> Exercise: Please repeat only the stretch of records running from the first line through the line that contains "one repository checkout.".

> Provided material:
::::::::

/// Content of a file at a revision.
#[derive(Debug, Clone, PartialEq, Eq)]
pub struct FileBlob {
    /// Blob object id; identical content always has the same id.
    pub id: String,
    /// Decoded UTF-8 contents.
    pub contents: String,
}

/// Operations available on one repository checkout.
pub trait RepositoryHandle: Send + Sync + fmt::Debug {
    /// Path the handle is bound to.
    fn root(&self) -> &Path;

    /// Create repository metadata at the bound path.
    ///
    /// # Errors
    ///
    /// [`Error::AlreadyInitialized`] if metadata already exists; I/O or git
    /// errors if the path is not writable.
    fn init(&self) -> Result<()>;

    /// Sorted paths with changes relative to HEAD, untracked files included.
    ///
    /// # Errors
    ///
    /// Fails when the path holds no repository or status enumeration fails.
    fn uncommitted_files(&self) -> Result<Vec<String>>;

    /// Stage exactly `paths` and commit them on HEAD.
    ///
    /// # Errors
    ///
    /// [`Error::EmptyCommit`] for an empty path set, [`Error::NothingToCommit`]
    /// when no path differs from HEAD, [`Error::Commit`] when the VCS refuses
    /// the commit.
    fn commit(&self, paths: &[String], message: &str) -> Result<Commit>;

    /// Write a fixed test identity into the repository-local config.
    ///
    /// # Errors
    ///
    /// Fails when the repository config cannot be written.
    fn set_fake_users_data(&self) -> Result<()>;

    /// Id of the HEAD commit, `None` on an unborn branch.
    ///
    /// # Errors
    ///
    /// Propagates failures resolving HEAD.
    fn head_commit_id(&self) -> Result<Option<String>>;

    /// Contents of `path` as of `revision`.
    ///
    /// # Errors
    ///
    /// [`Error::RevisionNotFound`] or [`Error::PathNotFound`] when either is
    /// absent, [`Error::BinaryFile`] for non UTF-8 content.
    fn file_at_revision(&self, revision: &str, path: &str) -> Result<FileBlob>;

    /// Contents of `path` in the working tree, `None` if it does not exist.
    ///
    /// # Errors
    ///
    /// [`Error::PathNotFound`] for paths escaping the checkout, I/O errors,
    /// [`Error::BinaryFile`] for non UTF-8 content.
    fn working_file(&self, path: &str) -> Result<Option<String>>;

    /// Commit metadata for an existing revision.
    ///
    /// # Errors
    ///
    /// [`Error::RevisionNotFound`] when the revision does not resolve.
    fn get_commit(&self, revision: &str) -> Result<Commit>;

    /// Up to `limit` commits reachable from HEAD, newest first.
    ///
    /// # Errors
    ///
    /// Propagates revision walk failures.
    fn log(&self, limit: usize) -> Result<Vec<Commit>>;
}

/// Creates handles bound to filesystem paths.
pub trait RepositoryFactory: Send + Sync {
    /// Bind a handle to `path` without touching disk.
    fn create(&self, path: &Path) -> Box<dyn RepositoryHandle>;
}

/// Factory producing git-backed [`Repository`] handles.
#[derive(Debug, Clone, Default)]
pub struct GitRepositoryFactory {
    identity: Option<Identity>,
}

impl GitRepositoryFactory {
    /// Factory whose handles use the identity found in repository config.
    #[must_use]
    pub fn new() -> Self {
        Self::default()
    }

    /// Factory whose handles commit as `identity`.
    #[must_use]
    pub const fn with_identity(identity: Identity) -> Self {
        Self {
            identity: Some(identity),
        }
    }

    /// Factory carrying the identity configured in `config`, if any.
    #[must_use]
    pub fn from_config(config: &Config) -> Self {
        Self {
            identity: config.identity.clone(),
        }
    }
}

impl RepositoryFactory for GitRepositoryFactory {
    fn create(&self, path: &Path) -> Box<dyn RepositoryHandle> {
        Box::new(Repository {
            root: path.to_path_buf(),
            identity: self.identity.clone(),
        })
    }
}

/// Git-backed repository handle.
#[derive(Debug, Clone)]
pub struct Repository {
    root: PathBuf,
    identity: Option<Identity>,
}

impl Repository {
    /// Bind a handle to `path`. Nothing is read until an operation runs.
    pub fn new(path: impl Into<PathBuf>) -> Self {
        Self {
            root: path.into(),
            identity: None,
        }
    }

    /// Commit as `identity` instead of the identity from repository config.
    #[must_use]
    pub fn with_identity(mut self, identity: Identity) -> Self {
        self.identity = Some(identity);
        self
    }

    fn open(&self) -> Result<GitRepository> {
        let repo = match GitRepository::open(&self.root) {
            Ok(repo) => repo,
            Err(err) if err.code() == ErrorCode::NotFound => {
                return Err(Error::NotARepository {
                    path: display_path(&self.root),
                })
            }
            Err(err) => return Err(Error::from(err)),
        };
        if repo.is_bare() {
            return Err(Error::NotARepository {
                path: display_path(&self.root),
            });
        }
        Ok(repo)
    }

    fn signature(&self, repo: &GitRepository) -> Result<git2::Signature<'static>> {
        let signature = match &self.identity {
            Some(identity) => git2::Signature::now(&identity.name, &identity.email),
            None => repo.signature(),
        };
        signature.map_err(|source| Error::Commit { source })
    }

    /// Stage `changed` in the in-memory index and commit the resulting tree.
    ///
    /// Returns `None` when the staged tree matches HEAD. The on-disk index is
    /// left alone; the caller writes it only once the commit exists.
    fn commit_index(
        &self,
        repo: &GitRepository,
        index: &mut git2::Index,
        changed: &[&str],
        signature: &git2::Signature<'_>,
        message: &str,
    ) -> Result<Option<git2::Oid>> {
        for path in changed {
            let relative = Path::new(path);
            if self.root.join(relative).symlink_metadata().is_ok() {
                index.add_path(relative)?;
            } else {
                index.remove_path(relative)?;
            }
        }

        let tree_id = index.write_tree()?;
        let tree = repo.find_tree(tree_id)?;
        let parent = head_commit(repo)?;
        if parent
            .as_ref()
            .is_some_and(|parent| parent.tree_id() == tree_id)
        {
            return Ok(None);
        }

        let parents: Vec<&git2::Commit<'_>> = parent.iter().collect();
        let oid = repo
            .commit(
                Some("HEAD"),
                signature,
                signature,
                message,
                &tree,
                &parents,
            )
            .map_err(|source| Error::Commit { source })?;
        Ok(Some(oid))
    }
}

impl RepositoryHandle for Repository {
    fn root(&self) -> &Path {
        &self.root
    }

    fn init(&self) -> Result<()> {
        if self.root.join(".git").exists() {
            return Err(Error::AlreadyInitialized {
                path: display_path(&self.root),
            });
        }
        std::fs::create_dir_all(&self.root).map_err(|source| Error::io(&self.root, source))?;
        GitRepository::init(&self.root)?;
        debug!(path = %self.root.display(), "initialized repository");
        Ok(())
    }

    fn uncommitted_files(&self) -> Result<Vec<String>> {
        let repo = self.open()?;
        let mut opts = StatusOptions::new();
        opts.include_untracked(true)
            .recurse_untracked_dirs(true)
            .include_ignored(false);

        let statuses = repo.statuses(Some(&mut opts))?;
        let files: BTreeSet<String> = statuses
            .iter()
            .filter(|entry| is_changed(entry.status()))
            .map(|entry| String::from_utf8_lossy(entry.path_bytes()).into_owned())
            .collect();
        Ok(files.into_iter().collect())
    }

    fn commit(&self, paths: &[String], message: &str) -> Result<Commit> {
        if paths.is_empty() {
            return Err(Error::EmptyCommit);
        }

        let repo = self.open()?;
        let mut changed = Vec::with_capacity(paths.len());
        for path in paths {
            if path_differs(&repo, path)? {
                changed.push(path.as_str());
            }
        }
        if changed.is_empty() {
            return Err(Error::NothingToCommit {
                paths: paths.to_vec(),
            });
        }

        let signature = self.signature(&repo)?;
        let mut index = repo.index()?;
        let oid = match self.commit_index(&repo, &mut index, &changed, &signature, message) {
            Ok(Some(oid)) => oid,
            result => {
                // Drop the staged entries so a failed commit leaves no trace.
                if let Err(err) = index.read(true) {
                    debug!(path = %self.root.display(), error = %err, "index reload failed");
                }
                return match result {
                    Ok(_) => Err(Error::NothingToCommit {
                        paths: paths.to_vec(),
                    }),
                    Err(err) => Err(err),
                };
            }
        };
        index.write()?;

        let commit = repo.find_commit(oid)?;
        debug!(path = %self.root.display(), id = %oid, files = changed.len(), "created commit");
        commit_to_model(&repo, &commit)
    }

    fn set_fake_users_data(&self) -> Result<()> {
        let repo = self.open()?;
        let mut config = repo.config()?.open_level(ConfigLevel::Local)?;
        config.set_str("user.name", FAKE_USER_NAME)?;
        config.set_str("user.email", FAKE_USER_EMAIL)?;
        Ok(())
    }

    fn head_commit_id(&self) -> Result<Option<String>> {
        let repo = self.open()?;
        let id = head_commit(&repo)?.map(|commit| commit.id().to_string());
        Ok(id)
    }

    fn file_at_revision(&self, revision: &str, path: &str) -> Result<FileBlob> {
        let repo = self.open()?;
        let commit = resolve_commit(&repo, revision)?;
        let tree = commit.tree()?;
        let not_found = || Error::PathNotFound {
            path: path.to_owned(),
            revision: revision.to_owned(),
        };

        let entry = match tree.get_path(Path::new(path)) {
            Ok(entry) => entry,
            Err(err) if err.code() == ErrorCode::NotFound => return Err(not_found()),
            Err(err) => return Err(Error::from(err)),
        };
        let blob = entry
            .to_object(&repo)?
            .into_blob()
            .map_err(|_| not_found())?;
        let contents = std::str::from_utf8(blob.content())
            .map_err(|_| Error::BinaryFile {
                path: path.to_owned(),
            })?
            .to_owned();

        Ok(FileBlob {
            id: blob.id().to_string(),
            contents,
        })
    }

    fn working_file(&self, path: &str) -> Result<Option<String>> {
        let absolute = sanitize_path(&self.root, path)?;
        match std::fs::metadata(&absolute) {
            Ok(meta) if meta.is_file() => {}
            Ok(_) => return Ok(None),
            Err(err) if err.kind() == std::io::ErrorKind::NotFound => return Ok(None),
            Err(source) => return Err(Error::io(&absolute, source)),
        }
        let bytes = std::fs::read(&absolute).map_err(|source| Error::io(&absolute, source))?;
        String::from_utf8(bytes)
            .map(Some)
            .map_err(|_| Error::BinaryFile {
                path: path.to_owned(),
            })
    }

    fn get_commit(&self, revision: &str) -> Result<Commit> {
        let repo = self.open()?;
        let commit = resolve_commit(&repo, revision)?;
        commit_to_model(&repo, &commit)
    }

    fn log(&self, limit: usize) -> Result<Vec<Commit>> {
        let repo = self.open()?;
        if head_commit(&repo)?.is_none() {
            return Ok(Vec::new());
        }

        let mut walk = repo.revwalk()?;
        walk.push_head()?;
        walk.set_sorting(Sort::TOPOLOGICAL | Sort::TIME)?;

        let mut commits = Vec::new();
        for oid in walk.take(limit) {
            let commit = repo.find_commit(oid?)?;
            commits.push(commit_to_model(&repo, &commit)?);
        }
        Ok(commits)
    }
}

::::::::

> Output for this task:
/// Content of a file at a revision.
#[derive(Debug, Clone, PartialEq, Eq)]
pub struct FileBlob {
    /// Blob object id; identical content always has the same id.
    pub id: String,
    /// Decoded UTF-8 contents.
    pub contents: String,
}

/// Operations available on one repository checkout.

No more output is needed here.